Jeremy researched the impact of stress by putting two groups of people – some of whom were prone to social anxiety disorder – in a stressful public-speaking situation. One group was told about the positive aspects of stress, and was asked to interpret any stress symptoms as beneficial. A second group was given no preparation about stress. Unsurprisingly, members of the first group felt they had more resources to cope with the task, even those with social anxiety disorder, and their physiological responses were less extreme than the second group.

Jeremy says: “Our experience of acute or short-term stress is shaped by how we interpret physical cues. We construct our own emotions.”

  • Think of stress as giving you that extra edge to your performance. The adrenalin is there to help, not hinder you.
  • Reframing the way you think about stress can help make it your master, not your servant.
  • If you feel butterflies coming on, breathe in the adrenalin from your belly through your nose. Breathe it back out through the muscles of your body, visualising that it’s touching the furthest reaches of your finger and toes. 
  • That way, stress can become your cheerleader, not your enemy.

Don’t let everyday stresses spoil the moments of life

How you respond to the daily grind can affect your mental health. (pic:

How you respond to the daily grind can affect your mental health. (pic:

Oscar Wilde wrote in the Picture of Dorian Gray that we should “teach man to concentrate himself up on the moments of life that is itself but a moment”. But unfortunately too many of us let the beauty and fragility of the moment be spoiled by minor stresses and annoyances. And those daily stresses can add up to longer-term mental health problems, according to a psychology study by UC Irvine.

The researchers set out to discover whether “everyday irritations add up to make the straw that breaks the camel’s back, or make us stronger and ‘inoculate’ us against later tribulations”. They looked at how 711 men and women in the US reacted to daily stressors, such as being stuck in traffic or arguing with a partner. They found that negative emotional responses today can accumulate into anxiety or mood disorders 10 years later. And it was the little things, and our responses to them, that could be more damaging than major psychological upsets.

Susan Charles, UC Irvine professor of psychology & social behavior, says: “It’s important not to let everyday problems ruin your moments. We’re so focused on long-term goals that we don’t see the importance of regulating our emotions. Changing how you respond to stress and how you think about stressful situations is as important as maintaining a healthy diet and exercise routine.”
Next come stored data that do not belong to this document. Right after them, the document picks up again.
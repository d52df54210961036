//! Centralized integration tests for di-impl crate
//!
//! 生命周期、作用域树、并发解析与释放顺序

use di_abstractions::{ScopeFactory, ServiceRegistrar, ServiceResolver};
use di_impl::{Container, Resolver, ServiceDescriptor};
use infrastructure_common::{
    ContainerRules, DependencyError, DependencyResult, Disposable, Lifetime, ScopeStatus,
};
use parking_lot::Mutex;
use std::collections::HashSet;
use std::sync::atomic::{AtomicBool, AtomicUsize, Ordering};
use std::sync::mpsc;
use std::sync::{Arc, Barrier};
use std::thread;
use std::time::Duration;

trait Locale: Send + Sync {
    fn locale(&self) -> String;
}

/// 带编号的语言实现，编号来自每个测试自己的计数器
struct LocaleImpl {
    locale: String,
}

impl LocaleImpl {
    fn new(name: &str, counter: &AtomicUsize) -> Self {
        Self {
            locale: format!("{}#{}", name, counter.fetch_add(1, Ordering::SeqCst)),
        }
    }
}

impl Locale for LocaleImpl {
    fn locale(&self) -> String {
        self.locale.clone()
    }
}

trait LocaleDisposable: Locale + Disposable {}

struct DisposableLocale {
    inner: LocaleImpl,
    log: Arc<Mutex<Vec<String>>>,
}

impl Locale for DisposableLocale {
    fn locale(&self) -> String {
        self.inner.locale()
    }
}

impl Disposable for DisposableLocale {
    fn dispose(&self) {
        self.log.lock().push(format!("{} => Disposed", self.inner.locale));
    }
}

impl LocaleDisposable for DisposableLocale {}

trait Parameter: Send + Sync {
    fn full_name(&self) -> DependencyResult<String>;
}

/// 每次取全名时重新解析语言
struct ParameterImpl {
    name: String,
    resolver: Resolver,
}

impl Parameter for ParameterImpl {
    fn full_name(&self) -> DependencyResult<String> {
        let locale = self.resolver.resolve::<dyn Locale>()?;
        Ok(format!("{} with locale: {}", self.name, locale.locale()))
    }
}

/// 构造时注入语言
struct BoundParameter {
    name: String,
    locale: Arc<dyn LocaleDisposable>,
}

impl Parameter for BoundParameter {
    fn full_name(&self) -> DependencyResult<String> {
        Ok(format!("{} with locale: {}", self.name, self.locale.locale()))
    }
}

fn locale_container(lifetime: Lifetime) -> (Container, Arc<AtomicUsize>) {
    let counter = Arc::new(AtomicUsize::new(0));
    let container = Container::new();
    let shared = counter.clone();
    container
        .register_factory::<dyn Locale, _>(lifetime, move |_| {
            Ok(Arc::new(LocaleImpl::new("RU", &shared)) as Arc<dyn Locale>)
        })
        .unwrap();
    (container, counter)
}

fn register_disposable_locale(
    container: &Container,
    name: &'static str,
    key: Option<&str>,
    log: &Arc<Mutex<Vec<String>>>,
) {
    let counter = Arc::new(AtomicUsize::new(0));
    let log = log.clone();
    let mut descriptor = ServiceDescriptor::<dyn LocaleDisposable>::factory(move |_| {
        Ok(Arc::new(DisposableLocale {
            inner: LocaleImpl::new(name, &counter),
            log: log.clone(),
        }) as Arc<dyn LocaleDisposable>)
    })
    .scoped()
    .disposable();
    if let Some(key) = key {
        descriptor = descriptor.with_key(key);
    }
    container.register(descriptor).unwrap();
}

#[test]
fn transient_creates_new_instance_per_resolution() {
    let (container, _) = locale_container(Lifetime::Transient);
    container
        .register_factory::<dyn Parameter, _>(Lifetime::Transient, |r| {
            Ok(Arc::new(ParameterImpl {
                name: "Motion".to_string(),
                resolver: r.detach(),
            }) as Arc<dyn Parameter>)
        })
        .unwrap();

    let names: Vec<_> = (0..3)
        .map(|_| container.resolve::<dyn Locale>().unwrap().locale())
        .collect();
    assert_eq!(names, ["RU#0", "RU#1", "RU#2"]);

    // 参数每次取全名都会重新解析瞬时的语言
    let parameter = container.resolve::<dyn Parameter>().unwrap();
    assert_eq!(parameter.full_name().unwrap(), "Motion with locale: RU#3");
    assert_eq!(parameter.full_name().unwrap(), "Motion with locale: RU#4");
}

#[test]
fn scoped_instance_is_bound_to_innermost_scope() -> anyhow::Result<()> {
    let (container, counter) = locale_container(Lifetime::Scoped);

    let r1 = container.open_named_scope("R1")?;
    assert_eq!(r1.info().path, "root/R1");
    let first = r1.resolve::<dyn Locale>()?;
    assert!(Arc::ptr_eq(&first, &r1.resolve::<dyn Locale>()?));

    let r2 = container.open_named_scope("R2")?;
    assert!(!Arc::ptr_eq(&first, &r2.resolve::<dyn Locale>()?));

    let inner = r1.open_scope()?;
    let nested = inner.resolve::<dyn Locale>()?;
    assert!(!Arc::ptr_eq(&first, &nested));
    assert!(Arc::ptr_eq(&nested, &inner.resolve::<dyn Locale>()?));

    // 没有作用域时作用域服务落在根存储上
    let at_root = container.resolve::<dyn Locale>()?;
    assert!(Arc::ptr_eq(&at_root, &container.resolve::<dyn Locale>()?));

    assert_eq!(counter.load(Ordering::SeqCst), 4);
    Ok(())
}

#[test]
fn each_thread_scope_gets_own_scoped_instance() {
    let (container, _) = locale_container(Lifetime::Scoped);

    let locales: Vec<String> = thread::scope(|s| {
        let handles: Vec<_> = (0..4)
            .map(|i| {
                let container = &container;
                s.spawn(move || {
                    let scope = container
                        .open_named_scope(format!("Thread-{}", i))
                        .unwrap();
                    let first = scope.resolve::<dyn Locale>().unwrap();
                    let second = scope.resolve::<dyn Locale>().unwrap();
                    assert!(Arc::ptr_eq(&first, &second));
                    first.locale()
                })
            })
            .collect();
        handles.into_iter().map(|h| h.join().unwrap()).collect()
    });

    let unique: HashSet<_> = locales.iter().collect();
    assert_eq!(unique.len(), 4);
    assert_eq!(container.stats().open_scopes, 0);
}

#[test]
fn singleton_is_created_once_across_threads() {
    let calls = Arc::new(AtomicUsize::new(0));
    let container = Container::new();
    let counter = calls.clone();
    container
        .register_factory::<dyn Locale, _>(Lifetime::Singleton, move |_| {
            thread::sleep(Duration::from_millis(20));
            Ok(Arc::new(LocaleImpl::new("RU", &counter)) as Arc<dyn Locale>)
        })
        .unwrap();

    let barrier = Barrier::new(8);
    let resolved: Vec<Arc<dyn Locale>> = thread::scope(|s| {
        let handles: Vec<_> = (0..8)
            .map(|_| {
                s.spawn(|| {
                    let scope = container.open_scope().unwrap();
                    barrier.wait();
                    scope.resolve::<dyn Locale>().unwrap()
                })
            })
            .collect();
        handles.into_iter().map(|h| h.join().unwrap()).collect()
    });

    assert_eq!(calls.load(Ordering::SeqCst), 1);
    assert!(resolved.iter().all(|locale| Arc::ptr_eq(locale, &resolved[0])));
    assert_eq!(container.stats().cached_singletons, 1);
}

#[test]
fn concurrent_resolution_in_one_scope_runs_factory_once() {
    let calls = Arc::new(AtomicUsize::new(0));
    let container = Container::new();
    let counter = calls.clone();
    container
        .register_factory::<dyn Locale, _>(Lifetime::Scoped, move |_| {
            thread::sleep(Duration::from_millis(20));
            Ok(Arc::new(LocaleImpl::new("RU", &counter)) as Arc<dyn Locale>)
        })
        .unwrap();

    let scope = container.open_scope().unwrap();
    let barrier = Barrier::new(8);
    thread::scope(|s| {
        for _ in 0..8 {
            s.spawn(|| {
                barrier.wait();
                assert_eq!(scope.resolve::<dyn Locale>().unwrap().locale(), "RU#0");
            });
        }
    });

    assert_eq!(calls.load(Ordering::SeqCst), 1);
}

#[test]
fn scope_disposes_in_reverse_creation_order_once() {
    let log = Arc::new(Mutex::new(Vec::new()));
    let container = Container::new();
    register_disposable_locale(&container, "EN", Some("EN"), &log);
    register_disposable_locale(&container, "IT", Some("IT"), &log);

    let scope = container.open_scope().unwrap();
    let resolver = scope.resolver();
    scope.resolve_keyed::<dyn LocaleDisposable>("IT").unwrap();
    scope.resolve_keyed::<dyn LocaleDisposable>("EN").unwrap();
    scope.resolve_keyed::<dyn LocaleDisposable>("IT").unwrap();

    scope.close();
    scope.close();
    assert!(scope.is_disposed());
    drop(scope);
    assert_eq!(*log.lock(), ["EN#0 => Disposed", "IT#0 => Disposed"]);

    assert!(matches!(
        resolver.resolve_keyed::<dyn LocaleDisposable>("IT"),
        Err(DependencyError::ScopeDisposed { .. })
    ));
}

#[test]
fn scoped_dependency_is_disposed_with_its_own_scope() {
    let log = Arc::new(Mutex::new(Vec::new()));
    let container = Container::new();
    register_disposable_locale(&container, "RU", None, &log);
    container
        .register_factory::<dyn Parameter, _>(Lifetime::Transient, |r| {
            let name = r.args().get::<String>().cloned().unwrap_or_default();
            Ok(Arc::new(BoundParameter {
                name,
                locale: r.resolve()?,
            }) as Arc<dyn Parameter>)
        })
        .unwrap();

    let outer = container.open_scope().unwrap();
    let create = outer.resolve_func::<dyn Parameter>();
    let motion = create.call1("Motion".to_string()).unwrap();
    let moving = create.call1("Move".to_string()).unwrap();
    assert_eq!(motion.full_name().unwrap(), "Motion with locale: RU#0");
    assert_eq!(moving.full_name().unwrap(), "Move with locale: RU#0");

    {
        let inner = outer.open_scope().unwrap();
        let nested = inner
            .resolve_func::<dyn Parameter>()
            .call1("Motion".to_string())
            .unwrap();
        assert_eq!(nested.full_name().unwrap(), "Motion with locale: RU#1");
    }
    assert_eq!(*log.lock(), ["RU#1 => Disposed"]);

    drop(outer);
    assert_eq!(*log.lock(), ["RU#1 => Disposed", "RU#0 => Disposed"]);
}

#[test]
fn disposable_transient_requires_explicit_opt_in() {
    let log = Arc::new(Mutex::new(Vec::new()));
    let make = |log: Arc<Mutex<Vec<String>>>| {
        let counter = AtomicUsize::new(0);
        ServiceDescriptor::<dyn LocaleDisposable>::factory(move |_| {
            Ok(Arc::new(DisposableLocale {
                inner: LocaleImpl::new("RU", &counter),
                log: log.clone(),
            }) as Arc<dyn LocaleDisposable>)
        })
        .disposable()
    };

    let strict = Container::new();
    assert!(matches!(
        strict.register(make(log.clone())),
        Err(DependencyError::RegistrationError { .. })
    ));

    let lenient = Container::with_rules(ContainerRules::default().with_disposable_transients_allowed());
    lenient.register(make(log.clone())).unwrap();
    {
        let scope = lenient.open_scope().unwrap();
        scope.resolve::<dyn LocaleDisposable>().unwrap();
    }
    // 瞬时实例不被跟踪，由调用方负责释放
    assert!(log.lock().is_empty());
}

#[test]
fn parent_teardown_waits_for_live_child() {
    let log = Arc::new(Mutex::new(Vec::new()));
    let container = Container::new();
    register_disposable_locale(&container, "RU", None, &log);

    let parent = container.open_named_scope("parent").unwrap();
    parent.resolve::<dyn LocaleDisposable>().unwrap();
    let child = parent.open_named_scope("child").unwrap();
    let in_child = child.resolve::<dyn LocaleDisposable>().unwrap();

    parent.close();
    assert_eq!(parent.status(), ScopeStatus::Closing);
    assert!(log.lock().is_empty());
    assert!(matches!(
        parent.resolve::<dyn LocaleDisposable>(),
        Err(DependencyError::ScopeDisposed { .. })
    ));
    assert!(Arc::ptr_eq(
        &in_child,
        &child.resolve::<dyn LocaleDisposable>().unwrap()
    ));

    drop(child);
    assert_eq!(parent.status(), ScopeStatus::Disposed);
    assert_eq!(*log.lock(), ["RU#1 => Disposed", "RU#0 => Disposed"]);
}

#[test]
fn opening_child_of_closed_scope_fails() {
    let (container, _) = locale_container(Lifetime::Scoped);
    let scope = container.open_named_scope("R1").unwrap();
    scope.resolve::<dyn Locale>().unwrap();
    let resolver = scope.resolver();

    let worker = thread::spawn(move || {
        thread::sleep(Duration::from_millis(50));
        resolver.open_scope().map(|scope| scope.info().path.clone())
    });
    drop(scope);

    assert!(matches!(
        worker.join().unwrap(),
        Err(DependencyError::ParentDisposed { .. })
    ));
}

#[test]
fn cycle_across_threads_fails_instead_of_deadlocking() {
    struct A;
    struct B;

    // 两个工厂都先占住自己的槽位，再去解析对方
    fn rendezvous(barrier: &Barrier, armed: &AtomicBool) {
        if armed.swap(false, Ordering::SeqCst) {
            barrier.wait();
        }
    }

    let barrier = Arc::new(Barrier::new(2));
    let container = Arc::new(Container::new());

    let (gate, armed) = (barrier.clone(), Arc::new(AtomicBool::new(true)));
    container
        .register_factory::<A, _>(Lifetime::Singleton, move |r| {
            rendezvous(&gate, &armed);
            r.resolve::<B>()?;
            Ok(Arc::new(A))
        })
        .unwrap();
    let (gate, armed) = (barrier, Arc::new(AtomicBool::new(true)));
    container
        .register_factory::<B, _>(Lifetime::Singleton, move |r| {
            rendezvous(&gate, &armed);
            r.resolve::<A>()?;
            Ok(Arc::new(B))
        })
        .unwrap();

    let (tx, rx) = mpsc::channel();
    let a_side = {
        let (container, tx) = (container.clone(), tx.clone());
        thread::spawn(move || {
            tx.send(("A", container.resolve::<A>().map(|_| ()))).unwrap();
        })
    };
    let b_side = {
        let container = container.clone();
        thread::spawn(move || {
            tx.send(("B", container.resolve::<B>().map(|_| ()))).unwrap();
        })
    };

    for _ in 0..2 {
        let (side, result) = rx
            .recv_timeout(Duration::from_secs(10))
            .expect("解析线程互相阻塞");
        assert!(
            matches!(result, Err(DependencyError::CircularDependency { .. })),
            "{} 侧结果: {:?}",
            side,
            result
        );
    }
    a_side.join().unwrap();
    b_side.join().unwrap();
    assert_eq!(container.stats().cached_singletons, 0);
}

#[tokio::test(flavor = "multi_thread", worker_threads = 4)]
async fn per_task_scopes_on_multi_thread_runtime() {
    let (container, counter) = locale_container(Lifetime::Scoped);
    let container = Arc::new(container);

    let mut handles = Vec::new();
    for i in 0..8 {
        let container = container.clone();
        handles.push(tokio::spawn(async move {
            let scope = container.open_named_scope(format!("task-{}", i))?;
            let first = scope.resolve::<dyn Locale>()?;
            tokio::task::yield_now().await;
            let second = scope.resolve::<dyn Locale>()?;
            assert!(Arc::ptr_eq(&first, &second));
            Ok::<_, DependencyError>(first.locale())
        }));
    }

    let mut locales = HashSet::new();
    for handle in handles {
        locales.insert(handle.await.unwrap().unwrap());
    }
    assert_eq!(locales.len(), 8);
    assert_eq!(counter.load(Ordering::SeqCst), 8);
    assert_eq!(container.stats().open_scopes, 0);
}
Sounds like a strong argument for daily mindfulness practices – observing our feelings but not reacting to them – to stop those little things getting to us.
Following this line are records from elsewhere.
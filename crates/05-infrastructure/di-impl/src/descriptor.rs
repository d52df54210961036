//! 服务描述符
//!
//! [`ServiceDescriptor`] 是带类型的注册构建器，注册时被擦除为内部的 [`Descriptor`]。

use crate::resolver::Resolver;
use di_abstractions::{IfAlreadyRegistered, RequestInfo};
use infrastructure_common::{
    DependencyError, DependencyResult, Disposable, Lifetime, ServiceKey, ServiceType,
};
use std::any::Any;
use std::fmt;
use std::marker::PhantomData;
use std::sync::atomic::{AtomicU64, Ordering};
use std::sync::Arc;

/// 类型擦除后的实例，内部保存的是 `Arc<T>`
pub(crate) type Instance = Arc<dyn Any + Send + Sync>;

/// 类型擦除后的工厂
pub(crate) type FactoryFn = Arc<dyn Fn(&Resolver) -> DependencyResult<Instance> + Send + Sync>;

/// 类型擦除后的释放函数
pub(crate) type DisposerFn = Arc<dyn Fn(&Instance) + Send + Sync>;

static NEXT_DESCRIPTOR_ID: AtomicU64 = AtomicU64::new(1);

/// 描述符种类
#[derive(Debug, Clone, Copy, PartialEq, Eq)]
pub enum DescriptorKind {
    /// 普通实现
    Concrete,
    /// 装饰器
    Decorator,
    /// 占位，等待作用域内填充
    Placeholder,
}

/// 注册后的描述符（不可变）
pub(crate) struct Descriptor {
    /// 全局唯一标识，也是实例缓存的键
    pub(crate) id: u64,
    pub(crate) service: ServiceKey,
    pub(crate) kind: DescriptorKind,
    pub(crate) lifetime: Lifetime,
    pub(crate) factory: Option<FactoryFn>,
    pub(crate) disposer: Option<DisposerFn>,
}

impl Descriptor {
    pub(crate) fn service_type(&self) -> ServiceType {
        self.service.service_type
    }
}

impl fmt::Debug for Descriptor {
    fn fmt(&self, f: &mut fmt::Formatter<'_>) -> fmt::Result {
        f.debug_struct("Descriptor")
            .field("id", &self.id)
            .field("service", &self.service)
            .field("kind", &self.kind)
            .field("lifetime", &self.lifetime)
            .field("disposable", &self.disposer.is_some())
            .field("factory", &"<function>")
            .finish()
    }
}

/// 初始化器
pub(crate) struct Initializer {
    pub(crate) action: Arc<dyn Fn(&Instance, &Resolver) + Send + Sync>,
    pub(crate) condition: Arc<dyn Fn(&RequestInfo) -> bool + Send + Sync>,
}

/// 服务描述符构建器
///
/// ```rust,ignore
/// container.register(
///     ServiceDescriptor::<dyn Locale>::factory(|_| Ok(Arc::new(LocaleImpl::new("RU")) as Arc<dyn Locale>))
///         .scoped()
///         .with_key("RU"),
/// )?;
/// ```
pub struct ServiceDescriptor<T: ?Sized> {
    key: Option<String>,
    kind: DescriptorKind,
    lifetime: Option<Lifetime>,
    factory: Option<FactoryFn>,
    disposer: Option<DisposerFn>,
    allow_disposable_transient: bool,
    if_already_registered: IfAlreadyRegistered,
    _service: PhantomData<fn() -> Arc<T>>,
}

impl<T> ServiceDescriptor<T>
where
    T: ?Sized + Send + Sync + 'static,
{
    fn with_kind(kind: DescriptorKind, factory: Option<FactoryFn>) -> Self {
        Self {
            key: None,
            kind,
            lifetime: None,
            factory,
            disposer: None,
            allow_disposable_transient: false,
            if_already_registered: IfAlreadyRegistered::Throw,
            _service: PhantomData,
        }
    }

    fn erase<F>(factory: F) -> FactoryFn
    where
        F: Fn(&Resolver) -> DependencyResult<Arc<T>> + Send + Sync + 'static,
    {
        Arc::new(move |resolver: &Resolver| {
            factory(resolver).map(|instance| Arc::new(instance) as Instance)
        })
    }

    /// 由工厂创建描述符
    pub fn factory<F>(factory: F) -> Self
    where
        F: Fn(&Resolver) -> DependencyResult<Arc<T>> + Send + Sync + 'static,
    {
        Self::with_kind(DescriptorKind::Concrete, Some(Self::erase(factory)))
    }

    /// 由已有实例创建单例描述符
    pub fn instance(instance: Arc<T>) -> Self {
        Self::factory(move |_| Ok(instance.clone())).singleton()
    }

    /// 创建装饰器描述符
    pub fn decorator<F>(factory: F) -> Self
    where
        F: Fn(&Resolver) -> DependencyResult<Arc<T>> + Send + Sync + 'static,
    {
        Self::with_kind(DescriptorKind::Decorator, Some(Self::erase(factory)))
    }

    /// 创建占位描述符
    pub fn placeholder() -> Self {
        Self::with_kind(DescriptorKind::Placeholder, None)
    }

    /// 设置生命周期
    pub fn with_lifetime(mut self, lifetime: Lifetime) -> Self {
        self.lifetime = Some(lifetime);
        self
    }

    /// 单例
    pub fn singleton(self) -> Self {
        self.with_lifetime(Lifetime::Singleton)
    }

    /// 作用域
    pub fn scoped(self) -> Self {
        self.with_lifetime(Lifetime::Scoped)
    }

    /// 瞬时
    pub fn transient(self) -> Self {
        self.with_lifetime(Lifetime::Transient)
    }

    /// 设置服务区分键
    pub fn with_key(mut self, key: impl Into<String>) -> Self {
        self.key = Some(key.into());
        self
    }

    /// 冲突时替换已有注册
    pub fn replace_existing(mut self) -> Self {
        self.if_already_registered = IfAlreadyRegistered::Replace;
        self
    }

    /// 冲突时保留已有注册
    pub fn keep_existing(mut self) -> Self {
        self.if_already_registered = IfAlreadyRegistered::Keep;
        self
    }

    /// 设置冲突处理方式
    pub fn if_already_registered(mut self, policy: IfAlreadyRegistered) -> Self {
        self.if_already_registered = policy;
        self
    }

    /// 允许注册可释放的瞬时服务，释放责任由调用方承担
    pub fn allow_disposable_transient(mut self) -> Self {
        self.allow_disposable_transient = true;
        self
    }

    /// 擦除类型，生成内部描述符
    pub(crate) fn build(
        self,
        default_lifetime: Lifetime,
        throw_on_disposable_transient: bool,
    ) -> DependencyResult<(Descriptor, IfAlreadyRegistered)> {
        let service = ServiceKey::new(ServiceType::of::<T>(), self.key);
        let lifetime = self.lifetime.unwrap_or(default_lifetime);

        if self.kind == DescriptorKind::Placeholder && self.disposer.is_some() {
            return Err(DependencyError::registration(
                service.to_string(),
                "占位注册不能声明释放行为",
            ));
        }

        if lifetime == Lifetime::Transient
            && self.disposer.is_some()
            && throw_on_disposable_transient
            && !self.allow_disposable_transient
        {
            return Err(DependencyError::registration(
                service.to_string(),
                "可释放的瞬时服务不会被容器跟踪，请使用 allow_disposable_transient() 显式允许",
            ));
        }

        let descriptor = Descriptor {
            id: NEXT_DESCRIPTOR_ID.fetch_add(1, Ordering::Relaxed),
            service,
            kind: self.kind,
            lifetime,
            factory: self.factory,
            disposer: self.disposer,
        };
        Ok((descriptor, self.if_already_registered))
    }
}

impl<T> ServiceDescriptor<T>
where
    T: ?Sized + Disposable + Send + Sync + 'static,
{
    /// 声明实例需要释放：作用域/单例实例在所属作用域销毁时调用 [`Disposable::dispose`]
    pub fn disposable(mut self) -> Self {
        self.disposer = Some(Arc::new(|instance: &Instance| {
            if let Some(instance) = instance.downcast_ref::<Arc<T>>() {
                instance.dispose();
            }
        }));
        self
    }
}

impl<T: ?Sized> fmt::Debug for ServiceDescriptor<T> {
    fn fmt(&self, f: &mut fmt::Formatter<'_>) -> fmt::Result {
        f.debug_struct("ServiceDescriptor")
            .field("service", &std::any::type_name::<T>())
            .field("key", &self.key)
            .field("kind", &self.kind)
            .field("lifetime", &self.lifetime)
            .field("if_already_registered", &self.if_already_registered)
            .finish()
    }
}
Arguing parents make babies’ brains more sensitive to stress

Babies are affected by parents' arguments even when asleep. (pic:

Babies are affected by parents’ arguments even when asleep. (pic:

Growing up in a volatile household where the parents argue can affect the way a baby’s brain processes emotional tone of voice. Young children can respond to an angry voice even if the arguments happen when they are asleep.

That’s the key finding of a study from the University of Oregon, which did MRI tests on 20 babies aged six to 12 months. While asleep, the children heard sentences spoken in very angry, mildly angry, happy and neutral tones of voice by a man.
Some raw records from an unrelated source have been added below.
//! 元数据定义
//!
//! 提供服务类型和服务键的元数据信息

use std::any::TypeId;
use std::fmt;

/// 服务类型信息（抽象标识）
///
/// 支持 `dyn Trait` 等非 Sized 类型。
#[derive(Debug, Clone, Copy, PartialEq, Eq, Hash)]
pub struct ServiceType {
    /// 类型ID
    pub id: TypeId,
    /// 完整类型名称
    pub name: &'static str,
}

impl ServiceType {
    /// 从类型获取类型信息
    pub fn of<T: ?Sized + 'static>() -> Self {
        Self {
            id: TypeId::of::<T>(),
            name: std::any::type_name::<T>(),
        }
    }

    /// 获取简短的类型名称（不包含模块路径）
    pub fn short_name(&self) -> &'static str {
        let name = self.name.strip_prefix("dyn ").unwrap_or(self.name);
        name.rsplit("::").next().unwrap_or(name)
    }
}

impl fmt::Display for ServiceType {
    fn fmt(&self, f: &mut fmt::Formatter<'_>) -> fmt::Result {
        f.write_str(self.short_name())
    }
}

/// 服务键：抽象类型 + 可选区分键
#[derive(Debug, Clone, PartialEq, Eq, Hash)]
pub struct ServiceKey {
    pub service_type: ServiceType,
    pub key: Option<String>,
}

impl ServiceKey {
    /// 默认（无区分键）服务键
    pub fn of<T: ?Sized + 'static>() -> Self {
        Self {
            service_type: ServiceType::of::<T>(),
            key: None,
        }
    }

    /// 带区分键的服务键
    pub fn keyed<T: ?Sized + 'static>(key: impl Into<String>) -> Self {
        Self {
            service_type: ServiceType::of::<T>(),
            key: Some(key.into()),
        }
    }

    /// 由类型信息与可选键构造
    pub fn new(service_type: ServiceType, key: Option<String>) -> Self {
        Self { service_type, key }
    }

    /// 是否为默认注册
    pub fn is_default(&self) -> bool {
        self.key.is_none()
    }
}

impl fmt::Display for ServiceKey {
    fn fmt(&self, f: &mut fmt::Formatter<'_>) -> fmt::Result {
        match &self.key {
            Some(key) => write!(f, "{}[{}]", self.service_type, key),
            None => write!(f, "{}", self.service_type),
        }
    }
}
The research found that infants’ brains still respond to the emotional tone of voice they hear. “Infants from high-conflict homes showed greater reactivity to very angry tone of voice in brain areas linked to stress and emotion regulation,” say the researchers. They conclude: “Babies are not oblivious to parental conflicts, and exposure to them may influence the way babies’ brains process emotion and stress.”

This could provide an explanation for adults who are more prone to suffering stress, and it may make parents think twice before arguing in front of their kids.